Параллельно Мариинке и Гергиеву в Новосибирском государственном академическом театре оперы и балета возник тандем Чернякова и Курентзиса, буквально взорвавший мозг театральной и музыкальной общественности абсолютно новыми трактовками двух вердиевских шедевров – «Аиды» и «Макбета», за которыми вся театральная Москва рванула в Новосибирск. Приехал сюда и сумасшедший Франсуа Дюпля (ассистент Луи Маля и руководитель Bel Air Media) и открыл Мите с Теодором дорогу в Париж. И уже «Макбет» стал совместной постановкой с Grande Opéra, в которой правил выдающийся интендант Жерар Мортье, жадный до всего свежего, талантливого и необычного.
Слухи о новом российском постановщике дошли и до знаменитого дирижера Даниэля Баренбойма, возглавляющего Staatsoper Berlin. И Чернякова приглашают в Берлин ставить «Бориса Годунова», в котором зрители видят в качестве декорации телеграф на улице Горького. Успех этого «Бориса» открыл Чернякову двери в целый ряд немецких театров, в частности в Баварскую оперу, на сцене которой уже состоялись премьеры «Хованщины» и «Диалогов кармелиток» в тандеме с маэстро Кентом Нагано.
Интересно, что Чернякову удалось сломать успешно бытовавший в России миф о «плодотворном и длительном творческом союзе» дирижера и режиссера. Как бы ни были успешны его работы для Гергиева или сотрудничество с Баренбоймом, ни одного из маститых дирижеров Черняков не сделал своим карьерным «паровозом».
Всполошившаяся было по поводу «Китежа» российская оперная общественность наблюдала за черняковской карьерой довольно спокойно. Его российские премьеры в те годы были в основном постановками западных названий, а русскую классику за границей видели не многие – в основном лояльные критики и поклонники.
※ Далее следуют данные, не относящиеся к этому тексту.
//! Parsing of FreePBX destination references.
//!
//! A destination is `context` or `context,identifier[,extra...]`, e.g.
//! `timeconditions,14,1`, `ext-local,vmu410,1` or `ivr-3,s,1`. Some contexts
//! carry the identifier as a dash suffix (`ivr-3`, `app-announcement-2`), in
//! which case the part after the first comma is a dialplan extension such as
//! `s` and not the identifier.

use std::fmt;

/// What a destination points at
#[derive(Debug, Clone, Copy, PartialEq, Eq, Hash)]
pub enum DestinationKind {
    TimeCondition,
    RingGroup,
    Ivr,
    Extension,
    Voicemail,
    Queue,
    FollowMe,
    Conference,
    Announcement,
    SetCallerId,
    MiscDestination,
    Park,
    Hangup,
    Unknown,
}

impl fmt::Display for DestinationKind {
    fn fmt(&self, f: &mut fmt::Formatter<'_>) -> fmt::Result {
        let name = match self {
            DestinationKind::TimeCondition => "time condition",
            DestinationKind::RingGroup => "ring group",
            DestinationKind::Ivr => "ivr",
            DestinationKind::Extension => "extension",
            DestinationKind::Voicemail => "voicemail",
            DestinationKind::Queue => "queue",
            DestinationKind::FollowMe => "follow me",
            DestinationKind::Conference => "conference",
            DestinationKind::Announcement => "announcement",
            DestinationKind::SetCallerId => "set caller id",
            DestinationKind::MiscDestination => "misc destination",
            DestinationKind::Park => "park",
            DestinationKind::Hangup => "hangup",
            DestinationKind::Unknown => "unknown",
        };
        f.write_str(name)
    }
}

/// How a context name is recognized
#[derive(Debug, Clone, Copy)]
enum Pattern {
    /// Whole context equals the text; identifier follows the first comma
    Exact(&'static str),
    /// Context starts with the text; a non-empty remainder is the identifier
    DashSuffix(&'static str),
    /// Context starts with the text; identifier follows the first comma
    Prefix(&'static str),
}

impl Pattern {
    /// `Some(suffix id)` on match; the inner option is the dash-suffix id
    fn matches(&self, context: &str) -> Option<Option<String>> {
        match self {
            Pattern::Exact(text) => (context == *text).then_some(None),
            Pattern::DashSuffix(text) => {
                let rest = context.strip_prefix(text)?;
                if rest.is_empty() {
                    None
                } else {
                    Some(Some(rest.to_string()))
                }
            }
            Pattern::Prefix(text) => context
                .starts_with(text)
                .then_some(None),
        }
    }
}

/// Recognized contexts, checked in order; first match wins
const CONTEXTS: &[(Pattern, DestinationKind)] = &[
    (Pattern::Exact("timeconditions"), DestinationKind::TimeCondition),
    (Pattern::DashSuffix("tc-"), DestinationKind::TimeCondition),
    (Pattern::Exact("ext-group"), DestinationKind::RingGroup),
    (Pattern::DashSuffix("rg-"), DestinationKind::RingGroup),
    (Pattern::Prefix("ringgr"), DestinationKind::RingGroup),
    (Pattern::Exact("ivr"), DestinationKind::Ivr),
    (Pattern::DashSuffix("ivr-"), DestinationKind::Ivr),
    (Pattern::Exact("from-did-direct"), DestinationKind::Extension),
    (Pattern::Exact("ext-local"), DestinationKind::Extension),
    (Pattern::Exact("ext-queues"), DestinationKind::Queue),
    (Pattern::Exact("queue"), DestinationKind::Queue),
    (Pattern::Exact("queues"), DestinationKind::Queue),
    (Pattern::DashSuffix("qq-"), DestinationKind::Queue),
    (Pattern::Exact("ext-findmefollow"), DestinationKind::FollowMe),
    (Pattern::Exact("findmefollow"), DestinationKind::FollowMe),
    (Pattern::DashSuffix("fm-"), DestinationKind::FollowMe),
    (Pattern::Exact("ext-meetme"), DestinationKind::Conference),
    (Pattern::Exact("ext-conferences"), DestinationKind::Conference),
    (Pattern::Exact("conferences"), DestinationKind::Conference),
    (Pattern::DashSuffix("conf-"), DestinationKind::Conference),
    (Pattern::DashSuffix("app-announcement-"), DestinationKind::Announcement),
    (Pattern::Exact("app-announcement"), DestinationKind::Announcement),
    (Pattern::Exact("app-setcid"), DestinationKind::SetCallerId),
    (Pattern::Exact("ext-miscdests"), DestinationKind::MiscDestination),
    (Pattern::Exact("park"), DestinationKind::Park),
    (Pattern::Exact("parkedcalls"), DestinationKind::Park),
    (Pattern::Exact("app-parkedcalls"), DestinationKind::Park),
    (Pattern::Exact("app-blackhole"), DestinationKind::Hangup),
];

/// A parsed destination reference
#[derive(Debug, Clone, PartialEq, Eq)]
pub struct Destination {
    pub raw: String,
    pub context: String,
    pub kind: DestinationKind,
    /// Identifier of the target record, empty if the reference has none
    pub id: String,
    /// Comma-separated fields after the identifier
    pub extra: Vec<String>,
}

impl Destination {
    pub fn parse(raw: &str) -> Self {
        let raw = raw.trim();
        let (context, rest) = match raw.split_once(',') {
            Some((context, rest)) => (context.trim(), rest),
            None => (raw, ""),
        };
        let rest: Vec<String> = if rest.is_empty() {
            Vec::new()
        } else {
            rest.split(',')
                .map(|s| s.trim().to_string())
                .collect()
        };
        let lowered = context.to_ascii_lowercase();

        let matched = CONTEXTS
            .iter()
            .find_map(|(pattern, kind)| {
                pattern
                    .matches(&lowered)
                    .map(|suffix| (*kind, suffix))
            });

        let (kind, id, extra) = match matched {
            Some((kind, Some(suffix))) => (kind, suffix, rest),
            Some((kind, None)) => {
                let mut rest = rest.into_iter();
                let id = rest
                    .next()
                    .unwrap_or_default();
                (kind, id, rest.collect())
            }
            None if is_termination(&lowered) => {
                let mut rest = rest.into_iter();
                let id = rest
                    .next()
                    .unwrap_or_default();
                (DestinationKind::Hangup, id, rest.collect())
            }
            None => (DestinationKind::Unknown, String::new(), rest),
        };

        let mut destination = Self {
            raw: raw.to_string(),
            context: context.to_string(),
            kind,
            id,
            extra,
        };
        destination.normalize();
        destination
    }

    /// Strip FreePBX-specific identifier prefixes
    fn normalize(&mut self) {
        match self.kind {
            DestinationKind::Extension => {
                if let Some(ext) = strip_voicemail_prefix(&self.id) {
                    self.kind = DestinationKind::Voicemail;
                    self.id = ext;
                }
            }
            DestinationKind::FollowMe => {
                if let Some(group) = self
                    .id
                    .strip_prefix("FM")
                    .or_else(|| {
                        self.id
                            .strip_prefix("fm")
                    })
                {
                    self.id = group.to_string();
                }
            }
            _ => {}
        }
    }

    /// Which voicemail greeting an `ext-local,vm?NNN` reference plays
    pub fn voicemail_greeting(&self) -> Option<&'static str> {
        if self.kind != DestinationKind::Voicemail {
            return None;
        }
        let lowered = self
            .raw
            .to_ascii_lowercase();
        let id_field = lowered
            .split(',')
            .nth(1)
            .unwrap_or("");
        Some(match id_field.get(..3) {
            Some("vmb") => "busy",
            Some("vmu") => "unavailable",
            Some("vms") => "no message",
            Some("vmi") => "instructions only",
            _ => "default",
        })
    }
}

impl fmt::Display for Destination {
    fn fmt(&self, f: &mut fmt::Formatter<'_>) -> fmt::Result {
        f.write_str(&self.raw)
    }
}

fn is_termination(context: &str) -> bool {
    context.contains("hangup") || context.contains("busy")
}

/// `vmu410` -> `410`; `None` if this is not a voicemail reference
fn strip_voicemail_prefix(id: &str) -> Option<String> {
    let lowered = id.to_ascii_lowercase();
    ["vmb", "vmu", "vms", "vmi"]
        .iter()
        .find(|prefix| lowered.starts_with(*prefix))
        .map(|prefix| id[prefix.len()..].to_string())
}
Время кричать «руки прочь!» настало в тот момент, когда Большой рискнул и заказал Чернякову нового «Онегина». Забавно, что менее всего в намерения постановочной команды входило «дразнить гусей». Спектакль, поставленный Черняковым, был кинематографически красив, по-чеховски психологичен и напрочь лишен даже намека на эротические фривольности.
На Западе, куда Большой не раз триумфально вывозил «Онегина», критики наперебой восторгались именно тем, как свежо может быть переосмыслен традиционный оперный спектакль. С акцентом на слово «традиционный». Однако, разумеется, в этой постановке не было ни шляпы пирожком, припорошенной снежком, на Ленском в сцене дуэли, и Татьяна в пеньюаре не грызла перо за бюро в отблесках электрической свечки.
Знаменем хулителей стало нашумевшее гневное письмо от Галины Вишневской про святотатство и надругательство над великой сценой, в котором дива сообщала, что после такого Большой не достоин чести праздновать ее юбилей. С этого момента Черняков вновь становится красной тряпкой для поборников великих традиций. Каждая следующая постановка теперь лишь подливает масла в огонь дискуссий, в которых растет число участников, не видевших ни одного спектакля.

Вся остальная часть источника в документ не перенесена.